Here we have one of the only connections with the Lady chapel at Glastonbury that are made through the Grail chapel existing on an island and also paying respect to his sweet mother or ‘Our lady’ that confirms the ‘virginem adorandam’ as being synonymous with the Lady chapel, which we know was latterly dedicated to conform with Grail descriptions and comply with Melkin's prophecy.
‘The damsel signs herself of the cross and commends her to the Saviour and to His sweet Mother. She looks before her to the head of the grave-yard, and sees the chapel, small and ancient. She hits her mule with her whip, and comes toward it and gets off. She entered within and found a great brightness of light.

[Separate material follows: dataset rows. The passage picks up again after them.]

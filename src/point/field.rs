use std::{fmt, marker::PhantomData};

use super::Record;
use crate::error::ConfigurationError;

/// A field name resolved against a record type.
///
/// Resolution happens once, in [`FieldAccessor::new`]; [`FieldAccessor::get`] is
/// total afterwards.
pub struct FieldAccessor<R> {
    index: usize,
    name: &'static str,
    _record: PhantomData<fn(&R)>,
}

impl<R: Record> FieldAccessor<R> {
    /// Resolves `name` against `R::FIELDS`.
    pub fn new(name: &str) -> Result<Self, ConfigurationError> {
        let index = R::field_index(name).ok_or_else(|| ConfigurationError::UnknownField {
            field: name.to_string(),
            record: std::any::type_name::<R>(),
            available: R::FIELDS,
        })?;
        Ok(Self {
            index,
            name: R::FIELDS[index],
            _record: PhantomData,
        })
    }

    /// Reads the resolved field from `record`.
    #[inline]
    pub fn get(&self, record: &R) -> f64 {
        record.field(self.index)
    }

    /// Rounds `value` through the resolved field's type; see [`Record::narrow`].
    #[inline]
    pub fn narrow(&self, value: f64) -> f64 {
        R::narrow(self.index, value)
    }

    /// Writes `value` into the resolved field of `record`.
    #[inline]
    pub fn set(&self, record: &mut R, value: f64) {
        record.set_field(self.index, value);
    }
}

impl<R> FieldAccessor<R> {
    /// Canonical field name.
    pub fn name(&self) -> &'static str {
        self.name
    }

    /// Position of the field in the record's field table.
    pub fn index(&self) -> usize {
        self.index
    }
}

impl<R> Clone for FieldAccessor<R> {
    fn clone(&self) -> Self {
        *self
    }
}

impl<R> Copy for FieldAccessor<R> {}

impl<R> PartialEq for FieldAccessor<R> {
    fn eq(&self, other: &Self) -> bool {
        self.index == other.index
    }
}

impl<R> Eq for FieldAccessor<R> {}

impl<R> fmt::Debug for FieldAccessor<R> {
    fn fmt(&self, f: &mut fmt::Formatter<'_>) -> fmt::Result {
        f.debug_struct("FieldAccessor")
            .field("name", &self.name)
            .field("index", &self.index)
            .finish()
    }
}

Within was an image of Our Lady, to whom she prays right sweetly that She will preserve her senses and her life and enable her to depart in safety from this perilous place.’
‘But or ever the King departed he made the head be brought into the Isle of Avalon, to a chapel of Our Lady that was there, where was a worshipful holy hermit that was well loved of Our Lord.’

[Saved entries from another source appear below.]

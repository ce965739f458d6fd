//! Records with named numeric fields and the collections that hold them.
//!
//! A [`Record`] exposes its fields through a fixed, ordered name table. Conditions
//! resolve field names against that table once, at construction, and read values
//! by index from then on.

mod cloud;
mod field;
mod macros;
mod types;

pub use cloud::{FieldBounds, PointCloud};
pub use field::FieldAccessor;
pub use types::{PointXy, PointXyz, PointXyzi};

/// A unit of input data with named numeric fields.
///
/// Field values are widened to `f64` on read; `f32` fields compare exactly against
/// thresholds supplied as `f32`.
pub trait Record: Clone {
    /// Field names in declaration order. Indices into this table address fields.
    const FIELDS: &'static [&'static str];

    /// Reads the field at `index`.
    ///
    /// `index` is always below `FIELDS.len()` when called through a
    /// [`FieldAccessor`].
    fn field(&self, index: usize) -> f64;

    /// Overwrites the field at `index`, narrowing `value` to the field's type.
    fn set_field(&mut self, index: usize, value: f64);

    /// Rounds `value` through the type of the field at `index`.
    ///
    /// Thresholds are narrowed once so that comparisons happen in the field's own
    /// precision: `0.1` against an `f32` field compares as `0.1f32`.
    fn narrow(index: usize, value: f64) -> f64 {
        let _ = index;
        value
    }

    /// True when the field at `index` can hold NaN, i.e. it is a floating field.
    fn holds_nan(index: usize) -> bool {
        Self::narrow(index, f64::NAN).is_nan()
    }

    /// Position of `name` in [`Record::FIELDS`].
    fn field_index(name: &str) -> Option<usize> {
        Self::FIELDS.iter().position(|field| *field == name)
    }
}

‘He cutteth off the half of the cloth wherein he is enshrouded, and the coffin beginneth to make a crashing so passing loud that it seemed the chapel were falling. When he hath the piece of the cloth and the sword he closeth the coffin again, and forthwith cometh to the door of the chapel.’

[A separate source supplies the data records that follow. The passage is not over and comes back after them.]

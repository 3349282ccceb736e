// ============================================================================
// Pipeline Configuration
// ============================================================================
//
// Dedup window, listener reconnect policy, process roles and generator knobs.
//
// ============================================================================

use crate::constants::*;
use crate::{env_or, env_parse};
use anyhow::{Result, bail};
use std::time::Duration;

#[derive(Clone, Debug)]
pub struct DedupConfig {
    /// Lifetime of a dedup marker; duplicates inside it are dropped
    pub window: Duration,
}

impl DedupConfig {
    pub(crate) fn from_env() -> Result<Self> {
        let window = Duration::from_millis(env_parse("DEDUP_WINDOW_MS", DEFAULT_DEDUP_WINDOW_MS)?);
        if window.is_zero() {
            bail!("DEDUP_WINDOW_MS must be greater than zero");
        }
        Ok(Self { window })
    }
}

impl Default for DedupConfig {
    fn default() -> Self {
        Self {
            window: Duration::from_millis(DEFAULT_DEDUP_WINDOW_MS),
        }
    }
}

#[derive(Clone, Debug)]
pub struct ListenerConfig {
    /// Pause between a broken subscription and the next attempt
    pub reconnect_backoff: Duration,
}

impl ListenerConfig {
    pub(crate) fn from_env() -> Result<Self> {
        Ok(Self {
            reconnect_backoff: Duration::from_millis(env_parse(
                "LISTENER_RECONNECT_BACKOFF_MS",
                DEFAULT_RECONNECT_BACKOFF_MS,
            )?),
        })
    }
}

impl Default for ListenerConfig {
    fn default() -> Self {
        Self {
            reconnect_backoff: Duration::from_millis(DEFAULT_RECONNECT_BACKOFF_MS),
        }
    }
}

/// Which halves of the pipeline this process runs
#[derive(Clone, Copy, Debug, PartialEq, Eq)]
pub struct RolesConfig {
    /// Listen for expirations and forward the deduplicated ones
    pub forwarder: bool,
    /// Join the consumer group and process work items
    pub consumer: bool,
}

impl RolesConfig {
    pub(crate) fn from_env() -> Result<Self> {
        Self::parse(&env_or("RELAY_ROLES", "forwarder,consumer"))
    }

    pub fn parse(raw: &str) -> Result<Self> {
        let mut roles = Self {
            forwarder: false,
            consumer: false,
        };
        for role in raw.split(',').map(str::trim).filter(|r| !r.is_empty()) {
            match role {
                "forwarder" => roles.forwarder = true,
                "consumer" => roles.consumer = true,
                other => bail!("unknown role '{}' in RELAY_ROLES", other),
            }
        }
        if !roles.forwarder && !roles.consumer {
            bail!("RELAY_ROLES must enable at least one of: forwarder, consumer");
        }
        Ok(roles)
    }
}

impl Default for RolesConfig {
    fn default() -> Self {
        Self {
            forwarder: true,
            consumer: true,
        }
    }
}

#[derive(Clone, Debug)]
pub struct GeneratorConfig {
    pub num_keys: u64,
    /// Pause between two generated keys
    pub key_delay: Duration,
    /// TTL of each generated record
    pub key_ttl: Duration,
    /// Timeout for a single write
    pub op_timeout: Duration,
}

impl GeneratorConfig {
    pub(crate) fn from_env() -> Result<Self> {
        Ok(Self {
            num_keys: env_parse("GENERATOR_NUM_KEYS", DEFAULT_GENERATOR_NUM_KEYS)?,
            key_delay: Duration::from_millis(env_parse(
                "GENERATOR_KEY_DELAY_MS",
                DEFAULT_GENERATOR_KEY_DELAY_MS,
            )?),
            key_ttl: Duration::from_millis(env_parse(
                "GENERATOR_KEY_TTL_MS",
                DEFAULT_GENERATOR_KEY_TTL_MS,
            )?),
            op_timeout: Duration::from_millis(env_parse(
                "GENERATOR_OP_TIMEOUT_MS",
                DEFAULT_GENERATOR_OP_TIMEOUT_MS,
            )?),
        })
    }
}

impl Default for GeneratorConfig {
    fn default() -> Self {
        Self {
            num_keys: DEFAULT_GENERATOR_NUM_KEYS,
            key_delay: Duration::from_millis(DEFAULT_GENERATOR_KEY_DELAY_MS),
            key_ttl: Duration::from_millis(DEFAULT_GENERATOR_KEY_TTL_MS),
            op_timeout: Duration::from_millis(DEFAULT_GENERATOR_OP_TIMEOUT_MS),
        }
    }
}

#[cfg(test)]
mod tests {
    use super::*;

    #[test]
    fn test_roles_parsing() {
        let roles = RolesConfig::parse("consumer").unwrap();
        assert!(roles.consumer);
        assert!(!roles.forwarder);

        let roles = RolesConfig::parse(" forwarder , consumer ").unwrap();
        assert_eq!(roles, RolesConfig::default());

        assert!(RolesConfig::parse("").is_err());
        assert!(RolesConfig::parse("generator").is_err());
    }
}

‘He was named Ahuret the Bastard," saith the knight; "And he had but one arm and one hand, and the other was smitten off at a castle that Messire Gawain gave Meliot of Logres when he succoured him against this knight that lieth in the coffin. And Meliot of Logres hath slain the knight that had assieged the castle, but the knight wounded him sore, so that he may not be whole save he have the sword wherewith he wounded him, that lieth in the coffin at his side, and some of the cloth wherein he is enshrouded; and, so God grant me to meet one of the knights, gladly will I convey unto him the damsel's message.’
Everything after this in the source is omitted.